*** Opening of DATASET EXTRACT ***
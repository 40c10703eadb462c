//! Which keys a run uploads, based on the logs of earlier runs.
//!
//! Both files hold one key per line. They are produced from a previous run's log, e.g.
//!
//! ```sh
//! grep -E '(Success|Skip): ' run.log | sed -E 's/.*(Success|Skip): //' > success_urls.txt
//! grep 'Failure: ' run.log | sed 's/.*Failure: //' > failure_urls.txt
//! ```

use anyhow::{Context, Result};
use std::{collections::HashSet, fs, path::Path};

pub const DEFAULT_SUCCESS_LOG: &str = "success_urls.txt";
pub const DEFAULT_FAILURE_LOG: &str = "failure_urls.txt";

#[derive(Clone, Copy, Debug, PartialEq, Eq)]
pub enum ResumeMode {
	/// Upload everything that has not succeeded before.
	FullRun,
	/// Upload only what failed before.
	FailuresOnly,
}

/// Keys that succeeded or failed in earlier runs. Built once and never changed afterwards.
#[derive(Clone, Debug)]
pub struct ResumeState {
	succeeded: HashSet<String>,
	failed: HashSet<String>,
	mode: ResumeMode,
}

impl ResumeState {
	/// A non-empty failure list selects [`ResumeMode::FailuresOnly`].
	pub fn new(succeeded: HashSet<String>, failed: HashSet<String>) -> ResumeState {
		let mode = if failed.is_empty() {
			ResumeMode::FullRun
		} else {
			ResumeMode::FailuresOnly
		};
		ResumeState {
			succeeded,
			failed,
			mode,
		}
	}

	/// Nothing succeeded or failed before: every key is eligible.
	pub fn fresh() -> ResumeState {
		ResumeState::new(HashSet::new(), HashSet::new())
	}

	/// Reads both key files. Missing files count as empty.
	pub fn load(success_log: &Path, failure_log: &Path) -> Result<ResumeState> {
		let state = ResumeState::new(read_keys(success_log)?, read_keys(failure_log)?);
		match state.mode {
			ResumeMode::FullRun => log::info!(
				"resuming: {} keys already uploaded will be skipped",
				state.succeeded.len()
			),
			ResumeMode::FailuresOnly => log::info!(
				"resuming: only the {} keys from {failure_log:?} will be uploaded",
				state.failed.len()
			),
		}
		Ok(state)
	}

	pub fn mode(&self) -> ResumeMode {
		self.mode
	}

	/// Whether `key` should be uploaded in this run.
	pub fn is_eligible(&self, key: &str) -> bool {
		match self.mode {
			ResumeMode::FullRun => !self.succeeded.contains(key),
			ResumeMode::FailuresOnly => self.failed.contains(key),
		}
	}
}

fn read_keys(path: &Path) -> Result<HashSet<String>> {
	if !path.exists() {
		log::debug!("{path:?} not found, treating it as empty");
		return Ok(HashSet::new());
	}
	let text = fs::read_to_string(path).with_context(|| format!("reading resume log {path:?}"))?;
	Ok(text
		.lines()
		.map(str::trim)
		.filter(|line| !line.is_empty())
		.map(String::from)
		.collect())
}
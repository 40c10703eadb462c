use super::{ImportOptions, METADATA_FILE};
use crate::{
	MBTilesStore, UtfGrid,
	compaction::{CompactionSummary, DEFAULT_CHUNK_SIZE, compact_mbtiles},
};
use anyhow::{Context, Result, ensure};
use serde_json::Value;
use std::{
	fs,
	path::{Path, PathBuf},
};
use tileferry_core::{Tile, progress::ProgressLog};

/// Tiles are buffered and inserted in transactions of this many rows.
const INSERT_BATCH: usize = 256;

#[derive(Clone, Debug, Default, PartialEq, Eq)]
pub struct ImportSummary {
	pub tiles: u64,
	pub grids: u64,
	pub compaction: Option<CompactionSummary>,
}

/// Imports a directory tree into a new MBTiles file at `mbtiles`.
///
/// # Errors
/// Fails if `mbtiles` already exists, if a directory or file name does not fit the scheme, or
/// if the scheme is `wms`.
pub fn import_directory(dir: &Path, mbtiles: &Path, options: &ImportOptions) -> Result<ImportSummary> {
	log::info!("Importing disk to MBTiles");
	log::debug!("{dir:?} --> {mbtiles:?}");
	ensure!(dir.is_dir(), "{dir:?} is not a directory");

	let store = MBTilesStore::create(mbtiles)?;
	import_metadata(&store, &dir.join(METADATA_FILE))?;

	let mut importer = Importer {
		store: &store,
		options,
		batch: Vec::with_capacity(INSERT_BATCH),
		progress: ProgressLog::new("tiles inserted", None),
		grids: 0,
	};

	for (zoom_name, zoom_path) in sub_dirs(dir)? {
		let zoom = options.scheme.parse_zoom_dir(&zoom_name)?;
		for (dir_name, dir_path) in sub_dirs(&zoom_path)? {
			for file in sorted_entries(&dir_path)? {
				importer.import_file(zoom, &dir_name, &file)?;
			}
		}
	}
	importer.flush()?;

	let summary = ImportSummary {
		tiles: importer.progress.position(),
		grids: importer.grids,
		compaction: None,
	};
	importer.progress.finish();

	let compaction = if options.compact {
		Some(compact_mbtiles(&store, DEFAULT_CHUNK_SIZE)?)
	} else {
		None
	};
	store.optimize()?;

	Ok(ImportSummary { compaction, ..summary })
}

struct Importer<'a> {
	store: &'a MBTilesStore,
	options: &'a ImportOptions,
	batch: Vec<Tile>,
	progress: ProgressLog,
	grids: u64,
}

impl Importer<'_> {
	fn import_file(&mut self, zoom: u8, dir_name: &str, path: &Path) -> Result<()> {
		let Some(file_name) = path.file_name().and_then(|name| name.to_str()) else {
			log::warn!("ignoring {path:?}: file name is not valid UTF-8");
			return Ok(());
		};
		if file_name == ".DS_Store" {
			log::warn!("Your OS is MacOS, and the .DS_Store file will be ignored.");
			return Ok(());
		}
		let Some((stem, extension)) = file_name.split_once('.') else {
			log::debug!("ignoring {path:?}: no extension");
			return Ok(());
		};

		if extension == self.options.format {
			let coord = self.options.scheme.parse_tile_path(zoom, dir_name, stem)?;
			log::debug!("Read tile from Zoom (z): {}\tCol (x): {}\tRow (y): {}", coord.zoom, coord.column, coord.row);
			let data = fs::read(path).with_context(|| format!("reading tile {path:?}"))?;
			self.batch.push(Tile::new(coord, data));
			if self.batch.len() >= INSERT_BATCH {
				self.flush()?;
			}
			self.progress.inc(1);
		} else if extension == "grid.json" {
			let coord = self.options.scheme.parse_tile_path(zoom, dir_name, stem)?;
			log::debug!("Read grid from Zoom (z): {}\tCol (x): {}\tRow (y): {}", coord.zoom, coord.column, coord.row);
			let text = fs::read_to_string(path).with_context(|| format!("reading grid {path:?}"))?;
			self.store.insert_grid(&UtfGrid::parse(coord, &text)?)?;
			self.grids += 1;
		} else {
			log::debug!("ignoring {path:?}: extension is not {}", self.options.format);
		}
		Ok(())
	}

	fn flush(&mut self) -> Result<()> {
		if !self.batch.is_empty() {
			self.store.insert_tiles(&self.batch)?;
			self.batch.clear();
		}
		Ok(())
	}
}

/// Copies every entry of `metadata.json` into the store. Strings are stored as they are, other
/// values as JSON text.
fn import_metadata(store: &MBTilesStore, path: &Path) -> Result<()> {
	if !path.exists() {
		log::warn!("metadata.json not found");
		return Ok(());
	}

	let text = fs::read_to_string(path).with_context(|| format!("reading {path:?}"))?;
	let json: Value = serde_json::from_str(&text).with_context(|| format!("parsing {path:?}"))?;
	let Value::Object(entries) = json else {
		anyhow::bail!("{path:?} must contain a JSON object");
	};
	for (name, value) in entries {
		match value {
			Value::String(value) => store.set_metadata(&name, &value)?,
			other => store.set_metadata(&name, &other.to_string())?,
		}
	}
	log::info!("metadata from metadata.json restored");
	Ok(())
}

/// Sub-directories of `dir` as `(name, path)`, sorted by name. Hidden directories are skipped.
fn sub_dirs(dir: &Path) -> Result<Vec<(String, PathBuf)>> {
	let mut dirs = Vec::new();
	for path in sorted_entries(dir)? {
		if !path.is_dir() {
			continue;
		}
		let Some(name) = path.file_name().and_then(|name| name.to_str()) else {
			log::warn!("ignoring {path:?}: name is not valid UTF-8");
			continue;
		};
		if name.starts_with('.') {
			log::debug!("ignoring hidden directory {path:?}");
			continue;
		}
		dirs.push((name.to_string(), path.clone()));
	}
	Ok(dirs)
}

fn sorted_entries(dir: &Path) -> Result<Vec<PathBuf>> {
	let mut paths = fs::read_dir(dir)
		.with_context(|| format!("reading directory {dir:?}"))?
		.map(|entry| entry.map(|e| e.path()))
		.collect::<Result<Vec<_>, _>>()?;
	paths.sort();
	Ok(paths)
}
*** Close of DATASET EXTRACT ***
_TASK DIRECTIONS_.
Some lines in the records above contain "FullRun". Count them and give the number only.

_RESPONSE AREA_.
4